* Extracted records:
+++++

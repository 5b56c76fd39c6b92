use std::sync::atomic::{AtomicU64, Ordering};

/// Generation number handed out with each window request.
#[derive(Debug, Clone, Copy, PartialEq, Eq, PartialOrd, Ord, Hash)]
pub struct Ticket(u64);

impl Ticket {
    pub fn generation(&self) -> u64 {
        self.0
    }
}

/// Drops responses to requests that a newer request has superseded.
///
/// Fetching stays stateless; the caller issues a ticket per request (say, per
/// slider move) and only applies a response while its ticket is the latest.
#[derive(Debug, Default)]
pub struct RequestSequencer {
    latest: AtomicU64,
}

impl RequestSequencer {
    pub fn new() -> Self {
        Self::default()
    }

    pub fn issue(&self) -> Ticket {
        Ticket(self.latest.fetch_add(1, Ordering::AcqRel) + 1)
    }

    pub fn is_current(&self, ticket: Ticket) -> bool {
        self.latest.load(Ordering::Acquire) == ticket.0
    }

    /// `Some(value)` if `ticket` is still the latest request, else `None`.
    pub fn accept<T>(&self, ticket: Ticket, value: T) -> Option<T> {
        self.is_current(ticket).then_some(value)
    }
}
pub mod samples;
pub mod text;
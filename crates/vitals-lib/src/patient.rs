use chrono::{DateTime, NaiveDate, Utc};
use serde::{Deserialize, Serialize};
use std::fmt;
use std::str::FromStr;
use uuid::Uuid;

use crate::signal::PatientId;
use crate::store::StoreError;

#[derive(Debug, Clone, Copy, PartialEq, Eq, Serialize, Deserialize)]
#[serde(rename_all = "lowercase")]
pub enum Gender {
    Male,
    Female,
    Other,
}

impl Gender {
    pub fn as_str(&self) -> &'static str {
        match self {
            Gender::Male => "male",
            Gender::Female => "female",
            Gender::Other => "other",
        }
    }
}

impl fmt::Display for Gender {
    fn fmt(&self, f: &mut fmt::Formatter<'_>) -> fmt::Result {
        f.write_str(self.as_str())
    }
}

impl FromStr for Gender {
    type Err = StoreError;

    fn from_str(s: &str) -> Result<Self, Self::Err> {
        match s.trim().to_ascii_lowercase().as_str() {
            "male" => Ok(Gender::Male),
            "female" => Ok(Gender::Female),
            "other" => Ok(Gender::Other),
            other => Err(StoreError::Invalid(format!(
                "gender must be male, female or other, got {:?}",
                other
            ))),
        }
    }
}

#[derive(Debug, Clone, PartialEq, Serialize, Deserialize)]
pub struct Patient {
    pub id: PatientId,
    pub first_name: String,
    pub last_name: String,
    pub birth_date: NaiveDate,
    pub gender: Gender,
    pub notes: String,
    pub created_at: DateTime<Utc>,
}

impl Patient {
    pub fn full_name(&self) -> String {
        format!("{} {}", self.first_name, self.last_name)
    }
}

/// Registration form for a new patient.
#[derive(Debug, Clone, PartialEq, Serialize, Deserialize)]
pub struct NewPatient {
    pub first_name: String,
    pub last_name: String,
    pub birth_date: NaiveDate,
    pub gender: Gender,
    #[serde(default)]
    pub notes: Option<String>,
}

impl NewPatient {
    pub fn validate(&self) -> Result<(), StoreError> {
        if self.first_name.trim().is_empty() {
            return Err(StoreError::Invalid("first name is required".into()));
        }
        if self.last_name.trim().is_empty() {
            return Err(StoreError::Invalid("last name is required".into()));
        }
        Ok(())
    }

    /// Validate and stamp the record with a fresh id and creation time.
    pub fn into_patient(self, created_at: DateTime<Utc>) -> Result<Patient, StoreError> {
        self.validate()?;
        Ok(Patient {
            id: PatientId::new_v4(),
            first_name: self.first_name.trim().to_string(),
            last_name: self.last_name.trim().to_string(),
            birth_date: self.birth_date,
            gender: self.gender,
            notes: self.notes.unwrap_or_default(),
            created_at,
        })
    }
}

/// A flagged window recorded against a patient.
#[derive(Debug, Clone, PartialEq, Serialize, Deserialize)]
pub struct Detection {
    pub id: Uuid,
    pub patient_id: PatientId,
    pub created_at: DateTime<Utc>,
}

impl Detection {
    pub fn new(patient_id: PatientId, created_at: DateTime<Utc>) -> Self {
        Self {
            id: Uuid::new_v4(),
            patient_id,
            created_at,
        }
    }
}

#[cfg(test)]
mod tests {
    use super::*;

    fn form() -> NewPatient {
        NewPatient {
            first_name: " Ada ".into(),
            last_name: "Lovelace".into(),
            birth_date: NaiveDate::from_ymd_opt(2024, 1, 2).unwrap(),
            gender: Gender::Female,
            notes: None,
        }
    }

    #[test]
    fn blank_names_are_rejected() {
        let mut f = form();
        f.first_name = "   ".into();
        assert!(matches!(f.validate(), Err(StoreError::Invalid(_))));
        let mut f = form();
        f.last_name = String::new();
        assert!(matches!(f.validate(), Err(StoreError::Invalid(_))));
    }

    #[test]
    fn into_patient_trims_and_defaults_notes() {
        let patient = form().into_patient(Utc::now()).unwrap();
        assert_eq!(patient.first_name, "Ada");
        assert_eq!(patient.notes, "");
        assert_eq!(patient.full_name(), "Ada Lovelace");
    }

    #[test]
    fn gender_parses_closed_set() {
        assert_eq!("Other".parse::<Gender>().unwrap(), Gender::Other);
        assert!("unknown".parse::<Gender>().is_err());
    }
}
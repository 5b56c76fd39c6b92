use log::debug;
use thiserror::Error;

use crate::signal::{Channel, PatientId, Window, WindowedSignals};
use crate::store::{SampleStore, StoreError};
use crate::window::WindowResolver;

#[derive(Debug, Error)]
pub enum FetchError {
    #[error("storage unavailable while reading {channel}: {source}")]
    StorageUnavailable {
        channel: Channel,
        #[source]
        source: StoreError,
    },
}

/// Values of one channel inside `window`, ascending by timestamp.
pub fn fetch_channel<S: SampleStore + ?Sized>(
    store: &S,
    channel: Channel,
    patient: PatientId,
    window: &Window,
) -> Result<Vec<f64>, FetchError> {
    let mut rows = store
        .samples_in_range(channel, patient, window.start, window.end)
        .map_err(|source| FetchError::StorageUnavailable { channel, source })?;
    rows.sort_by_key(|s| s.timestamp);
    Ok(rows.into_iter().map(|s| s.value).collect())
}

/// ECG and respiration values for `patient` inside `window`.
///
/// The two channels are read by independent queries and need not have the
/// same length. An empty window is not an error. Nothing is retried.
pub fn fetch_window<S: SampleStore + ?Sized>(
    store: &S,
    patient: PatientId,
    window: &Window,
) -> Result<WindowedSignals, FetchError> {
    let ecg = fetch_channel(store, Channel::Ecg, patient, window)?;
    let resp = fetch_channel(store, Channel::Resp, patient, window)?;
    debug!(
        "patient {} window {} .. {}: {} ecg, {} resp",
        patient,
        window.start,
        window.end,
        ecg.len(),
        resp.len()
    );
    Ok(WindowedSignals { ecg, resp })
}

/// Store handle plus window resolution for one deployment.
pub struct SignalFetcher<S> {
    store: S,
    resolver: WindowResolver,
}

impl<S: SampleStore> SignalFetcher<S> {
    pub fn new(store: S, resolver: WindowResolver) -> Self {
        Self { store, resolver }
    }

    pub fn fetch_window(
        &self,
        patient: PatientId,
        window: &Window,
    ) -> Result<WindowedSignals, FetchError> {
        fetch_window(&self.store, patient, window)
    }

    /// Resolve `step` to a window and fetch both channels for it.
    pub fn get_windowed_signals(
        &self,
        patient: PatientId,
        step: i64,
    ) -> Result<WindowedSignals, FetchError> {
        let window = self.resolver.resolve(step);
        self.fetch_window(patient, &window)
    }
}
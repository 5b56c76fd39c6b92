use chrono::{DateTime, Duration, Utc};
use log::debug;

use crate::config::{DeploymentConfig, StepPolicy};
use crate::signal::Window;

/// Turn a step (sample count past `origin`) into a fixed-length window.
///
/// `start = origin + step * (1000 / sample_rate)` ms and
/// `end = start + window_size_s * 1000` ms. Offsets are carried as whole
/// nanoseconds, so every window has exactly the same duration. Steps that land
/// outside the stored data are not an error; the query just comes back empty.
/// Results saturate at the limits of `DateTime<Utc>`.
pub fn resolve_window(
    step: i64,
    origin: DateTime<Utc>,
    sample_rate: f64,
    window_size_s: f64,
) -> Window {
    let offset = Duration::nanoseconds((step as f64 * (1e9 / sample_rate)).round() as i64);
    let length = Duration::nanoseconds((window_size_s * 1e9).round() as i64);
    let start = saturating_add(origin, offset);
    let end = saturating_add(start, length);
    Window { start, end }
}

fn saturating_add(ts: DateTime<Utc>, delta: Duration) -> DateTime<Utc> {
    ts.checked_add_signed(delta).unwrap_or(if delta < Duration::zero() {
        DateTime::<Utc>::MIN_UTC
    } else {
        DateTime::<Utc>::MAX_UTC
    })
}

/// Window resolution bound to one deployment's constants.
#[derive(Debug, Clone)]
pub struct WindowResolver {
    origin: DateTime<Utc>,
    sample_rate: f64,
    window_size_s: f64,
    policy: StepPolicy,
    total_samples: Option<i64>,
}

impl WindowResolver {
    pub fn new(cfg: &DeploymentConfig) -> Self {
        Self {
            origin: cfg.origin,
            sample_rate: cfg.sample_rate,
            window_size_s: cfg.window_size_s,
            policy: cfg.step_policy,
            total_samples: cfg.total_samples(),
        }
    }

    /// Valid slider range, when the dataset end is known.
    pub fn bounds(&self) -> Option<(i64, i64)> {
        self.total_samples.map(|total| (0, total))
    }

    /// The step actually used for `step` under the configured policy.
    pub fn effective_step(&self, step: i64) -> i64 {
        match (self.policy, self.total_samples) {
            (StepPolicy::Clamp, Some(total)) => step.clamp(0, total),
            _ => step,
        }
    }

    pub fn resolve(&self, step: i64) -> Window {
        let effective = self.effective_step(step);
        let window = resolve_window(effective, self.origin, self.sample_rate, self.window_size_s);
        debug!(
            "step {} (effective {}) -> window {} .. {}",
            step, effective, window.start, window.end
        );
        window
    }
}
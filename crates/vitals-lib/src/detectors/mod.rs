pub mod slope;

pub use slope::{
    anomalous_pairs, calibrate_margin, detect_anomaly, AnomalyAssessment, AssessmentStatus,
    SlopeDetector,
};
//! Versioned entity read models, payloads and typed patches.
//!
//! # Responsibility
//! - Define the version-row shape shared by letters, persons, aliases and
//!   places.
//! - Merge typed patches onto base payloads when a new version is created.
//!
//! # Invariants
//! - A patch applies to exactly one entity kind; kind mismatches are errors,
//!   not coercions.
//! - Merging never mutates the base payload.

use crate::document::action::Action;
use serde::{Deserialize, Serialize};
use std::error::Error;
use std::fmt::{Display, Formatter};

/// Closed set of correctable entity kinds.
///
/// Organizations are stored as persons with `is_organization` set, so the
/// kind set stays closed even though the corpus ships a separate index file
/// for them.
#[derive(Debug, Clone, Copy, PartialEq, Eq, Hash, Serialize, Deserialize)]
#[serde(rename_all = "snake_case")]
pub enum EntityKind {
    /// One TEI letter document.
    Letter,
    /// One person or organization from the corpus indexes.
    Person,
    /// One alternate spelling of a person name.
    PersonAlias,
    /// One locality from the corpus index.
    Place,
}

impl EntityKind {
    /// All kinds, in bulk-processing order: persons come first so alias
    /// rows can reference them under `foreign_keys=ON`.
    pub const ALL: [EntityKind; 4] = [
        EntityKind::Person,
        EntityKind::PersonAlias,
        EntityKind::Place,
        EntityKind::Letter,
    ];

    /// Stable lowercase name used in lock rows, logs and errors.
    pub fn as_str(self) -> &'static str {
        match self {
            Self::Letter => "letter",
            Self::Person => "person",
            Self::PersonAlias => "person_alias",
            Self::Place => "place",
        }
    }

    /// Parses a stored kind name.
    pub fn parse(value: &str) -> Option<Self> {
        match value {
            "letter" => Some(Self::Letter),
            "person" => Some(Self::Person),
            "person_alias" => Some(Self::PersonAlias),
            "place" => Some(Self::Place),
            _ => None,
        }
    }
}

impl Display for EntityKind {
    fn fmt(&self, f: &mut Formatter<'_>) -> std::fmt::Result {
        f.write_str(self.as_str())
    }
}

/// Review lifecycle state of one version row.
#[derive(Debug, Clone, Copy, PartialEq, Eq, Serialize, Deserialize)]
#[serde(rename_all = "snake_case")]
pub enum ReviewState {
    /// Awaiting a reviewer decision. Not exportable.
    Pending,
    /// Approved for export.
    Accepted,
    /// Refused; superseded by its predecessor where one exists.
    Rejected,
}

impl ReviewState {
    /// Stable name stored in `review_state` columns.
    pub fn as_str(self) -> &'static str {
        match self {
            Self::Pending => "pending",
            Self::Accepted => "accepted",
            Self::Rejected => "rejected",
        }
    }

    /// Parses a stored state name.
    pub fn parse(value: &str) -> Option<Self> {
        match value {
            "pending" => Some(Self::Pending),
            "accepted" => Some(Self::Accepted),
            "rejected" => Some(Self::Rejected),
            _ => None,
        }
    }
}

impl Display for ReviewState {
    fn fmt(&self, f: &mut Formatter<'_>) -> std::fmt::Result {
        f.write_str(self.as_str())
    }
}

/// Letter version content: the canonical document plus the action list that
/// derived it from its parent version.
#[derive(Debug, Clone, PartialEq, Eq, Serialize, Deserialize)]
pub struct LetterPayload {
    /// Stably-formatted TEI document text.
    pub document: String,
    /// Edits replayed against the parent document. Empty for imported rows.
    pub actions: Vec<Action>,
}

/// Person (or organization) version content.
#[derive(Debug, Clone, PartialEq, Eq, Serialize, Deserialize)]
pub struct PersonPayload {
    /// Canonical display name.
    pub name: String,
    pub forename: Option<String>,
    pub surname: Option<String>,
    /// GND authority identifier, when known.
    pub gnd: Option<String>,
    /// Organizations share the person id space and reference element.
    pub is_organization: bool,
}

/// Alternate person name version content.
#[derive(Debug, Clone, PartialEq, Eq, Serialize, Deserialize)]
pub struct PersonAliasPayload {
    /// Owning person entity id.
    pub person_id: i64,
    pub name: String,
}

/// Place version content.
#[derive(Debug, Clone, PartialEq, Serialize, Deserialize)]
pub struct PlacePayload {
    pub name: String,
    pub country: Option<String>,
    pub latitude: Option<f64>,
    pub longitude: Option<f64>,
}

/// Full content of one version row, tagged by kind.
#[derive(Debug, Clone, PartialEq, Serialize, Deserialize)]
#[serde(tag = "kind", rename_all = "snake_case")]
pub enum VersionPayload {
    Letter(LetterPayload),
    Person(PersonPayload),
    PersonAlias(PersonAliasPayload),
    Place(PlacePayload),
}

impl VersionPayload {
    /// Returns the entity kind this payload belongs to.
    pub fn kind(&self) -> EntityKind {
        match self {
            Self::Letter(_) => EntityKind::Letter,
            Self::Person(_) => EntityKind::Person,
            Self::PersonAlias(_) => EntityKind::PersonAlias,
            Self::Place(_) => EntityKind::Place,
        }
    }
}

/// Letter patch. `None` keeps the base value.
#[derive(Debug, Clone, Default, PartialEq, Eq, Serialize, Deserialize)]
pub struct LetterPatch {
    pub document: Option<String>,
    /// Action list deriving the new document. Defaults to empty, not to the
    /// parent's list: actions describe one version's own derivation.
    pub actions: Option<Vec<Action>>,
}

/// Person patch. For nullable columns the outer `Option` distinguishes
/// "keep" (`None`) from "set or clear" (`Some(..)`).
#[derive(Debug, Clone, Default, PartialEq, Eq, Serialize, Deserialize)]
pub struct PersonPatch {
    pub name: Option<String>,
    pub forename: Option<Option<String>>,
    pub surname: Option<Option<String>>,
    pub gnd: Option<Option<String>>,
    pub is_organization: Option<bool>,
}

/// Person alias patch.
#[derive(Debug, Clone, Default, PartialEq, Eq, Serialize, Deserialize)]
pub struct PersonAliasPatch {
    pub person_id: Option<i64>,
    pub name: Option<String>,
}

/// Place patch.
#[derive(Debug, Clone, Default, PartialEq, Serialize, Deserialize)]
pub struct PlacePatch {
    pub name: Option<String>,
    pub country: Option<Option<String>>,
    pub latitude: Option<Option<f64>>,
    pub longitude: Option<Option<f64>>,
}

/// Typed patch for one entity kind.
#[derive(Debug, Clone, PartialEq, Serialize, Deserialize)]
#[serde(tag = "kind", rename_all = "snake_case")]
pub enum VersionPatch {
    Letter(LetterPatch),
    Person(PersonPatch),
    PersonAlias(PersonAliasPatch),
    Place(PlacePatch),
}

impl VersionPatch {
    /// Returns the entity kind this patch applies to.
    pub fn kind(&self) -> EntityKind {
        match self {
            Self::Letter(_) => EntityKind::Letter,
            Self::Person(_) => EntityKind::Person,
            Self::PersonAlias(_) => EntityKind::PersonAlias,
            Self::Place(_) => EntityKind::Place,
        }
    }
}

/// Patch merge failures.
#[derive(Debug, Clone, PartialEq, Eq)]
pub enum MergeError {
    /// Patch kind does not match the base payload or requested kind.
    KindMismatch {
        expected: EntityKind,
        found: EntityKind,
    },
    /// First version of an entity must provide this field.
    MissingField {
        kind: EntityKind,
        field: &'static str,
    },
}

impl Display for MergeError {
    fn fmt(&self, f: &mut Formatter<'_>) -> std::fmt::Result {
        match self {
            Self::KindMismatch { expected, found } => {
                write!(f, "patch kind `{found}` does not match `{expected}`")
            }
            Self::MissingField { kind, field } => {
                write!(f, "first {kind} version requires field `{field}`")
            }
        }
    }
}

impl Error for MergeError {}

/// Merges a typed patch onto an optional base payload.
///
/// With a base, unset patch fields keep the base value. Without a base the
/// patch must provide every required field.
pub fn merge_patch(
    base: Option<&VersionPayload>,
    patch: VersionPatch,
) -> Result<VersionPayload, MergeError> {
    match patch {
        VersionPatch::Letter(patch) => {
            let base = base_as_letter(base)?;
            let document = match (patch.document, base) {
                (Some(document), _) => document,
                (None, Some(base)) => base.document.clone(),
                (None, None) => {
                    return Err(MergeError::MissingField {
                        kind: EntityKind::Letter,
                        field: "document",
                    })
                }
            };
            Ok(VersionPayload::Letter(LetterPayload {
                document,
                actions: patch.actions.unwrap_or_default(),
            }))
        }
        VersionPatch::Person(patch) => {
            let base = base_as_person(base)?;
            let name = match (patch.name, base) {
                (Some(name), _) => name,
                (None, Some(base)) => base.name.clone(),
                (None, None) => {
                    return Err(MergeError::MissingField {
                        kind: EntityKind::Person,
                        field: "name",
                    })
                }
            };
            Ok(VersionPayload::Person(PersonPayload {
                name,
                forename: keep_or_set(patch.forename, base.map(|b| b.forename.clone())),
                surname: keep_or_set(patch.surname, base.map(|b| b.surname.clone())),
                gnd: keep_or_set(patch.gnd, base.map(|b| b.gnd.clone())),
                is_organization: patch
                    .is_organization
                    .unwrap_or_else(|| base.map(|b| b.is_organization).unwrap_or(false)),
            }))
        }
        VersionPatch::PersonAlias(patch) => {
            let base = base_as_person_alias(base)?;
            let person_id = match (patch.person_id, base) {
                (Some(person_id), _) => person_id,
                (None, Some(base)) => base.person_id,
                (None, None) => {
                    return Err(MergeError::MissingField {
                        kind: EntityKind::PersonAlias,
                        field: "person_id",
                    })
                }
            };
            let name = match (patch.name, base) {
                (Some(name), _) => name,
                (None, Some(base)) => base.name.clone(),
                (None, None) => {
                    return Err(MergeError::MissingField {
                        kind: EntityKind::PersonAlias,
                        field: "name",
                    })
                }
            };
            Ok(VersionPayload::PersonAlias(PersonAliasPayload {
                person_id,
                name,
            }))
        }
        VersionPatch::Place(patch) => {
            let base = base_as_place(base)?;
            let name = match (patch.name, base) {
                (Some(name), _) => name,
                (None, Some(base)) => base.name.clone(),
                (None, None) => {
                    return Err(MergeError::MissingField {
                        kind: EntityKind::Place,
                        field: "name",
                    })
                }
            };
            Ok(VersionPayload::Place(PlacePayload {
                name,
                country: keep_or_set(patch.country, base.map(|b| b.country.clone())),
                latitude: keep_or_set(patch.latitude, base.map(|b| b.latitude)),
                longitude: keep_or_set(patch.longitude, base.map(|b| b.longitude)),
            }))
        }
    }
}

fn keep_or_set<T>(patch_field: Option<Option<T>>, base_field: Option<Option<T>>) -> Option<T> {
    match patch_field {
        Some(value) => value,
        None => base_field.flatten(),
    }
}

fn base_as_letter(base: Option<&VersionPayload>) -> Result<Option<&LetterPayload>, MergeError> {
    match base {
        None => Ok(None),
        Some(VersionPayload::Letter(payload)) => Ok(Some(payload)),
        Some(other) => Err(MergeError::KindMismatch {
            expected: other.kind(),
            found: EntityKind::Letter,
        }),
    }
}

fn base_as_person(base: Option<&VersionPayload>) -> Result<Option<&PersonPayload>, MergeError> {
    match base {
        None => Ok(None),
        Some(VersionPayload::Person(payload)) => Ok(Some(payload)),
        Some(other) => Err(MergeError::KindMismatch {
            expected: other.kind(),
            found: EntityKind::Person,
        }),
    }
}

fn base_as_person_alias(
    base: Option<&VersionPayload>,
) -> Result<Option<&PersonAliasPayload>, MergeError> {
    match base {
        None => Ok(None),
        Some(VersionPayload::PersonAlias(payload)) => Ok(Some(payload)),
        Some(other) => Err(MergeError::KindMismatch {
            expected: other.kind(),
            found: EntityKind::PersonAlias,
        }),
    }
}

fn base_as_place(base: Option<&VersionPayload>) -> Result<Option<&PlacePayload>, MergeError> {
    match base {
        None => Ok(None),
        Some(VersionPayload::Place(payload)) => Ok(Some(payload)),
        Some(other) => Err(MergeError::KindMismatch {
            expected: other.kind(),
            found: EntityKind::Place,
        }),
    }
}

/// One persisted version row.
#[derive(Debug, Clone, PartialEq, Serialize, Deserialize)]
pub struct EntityVersion {
    /// Monotonic version row id, unique within one entity kind.
    pub version_id: i64,
    /// Owning entity id.
    pub entity_id: i64,
    /// Head marker within (entity, import epoch).
    pub is_latest: bool,
    /// Set on citizen edits, clear on imported rows.
    pub is_touched: bool,
    /// Set when the entity was first created inside the store rather than
    /// imported from the corpus.
    pub is_new: bool,
    pub review_state: ReviewState,
    /// Import epoch this row belongs to.
    pub import_epoch_id: i64,
    /// Export batch that shipped this row, once exported.
    pub export_batch_id: Option<i64>,
    /// Log row recording the creating operation.
    pub created_log_id: i64,
    /// Log row recording the review decision, if any.
    pub reviewed_log_id: Option<i64>,
    /// Log row recording deletion; `Some` marks this row as a tombstone.
    pub deleted_log_id: Option<i64>,
    pub payload: VersionPayload,
}

impl EntityVersion {
    /// Returns the entity kind of this row.
    pub fn kind(&self) -> EntityKind {
        self.payload.kind()
    }

    /// Returns whether this row is a deletion tombstone.
    pub fn is_deleted(&self) -> bool {
        self.deleted_log_id.is_some()
    }
}

/// One import epoch row.
#[derive(Debug, Clone, PartialEq, Eq)]
pub struct ImportEpoch {
    pub epoch_id: i64,
    /// Corpus commit hash this epoch was imported from.
    pub revision: String,
    pub is_current: bool,
    pub created_log_id: i64,
    /// Unix epoch milliseconds.
    pub created_at: i64,
}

+++++

* Task brief:
Show each line of the material that includes the string "PatientId" by copying it.

* Result:
use crate::signal::PatientId;
    pub id: PatientId,
            id: PatientId::new_v4(),
    pub patient_id: PatientId,
    pub fn new(patient_id: PatientId, created_at: DateTime<Utc>) -> Self {
use crate::signal::{Channel, PatientId, Window, WindowedSignals};
    patient: PatientId,
    patient: PatientId,
        patient: PatientId,
        patient: PatientId,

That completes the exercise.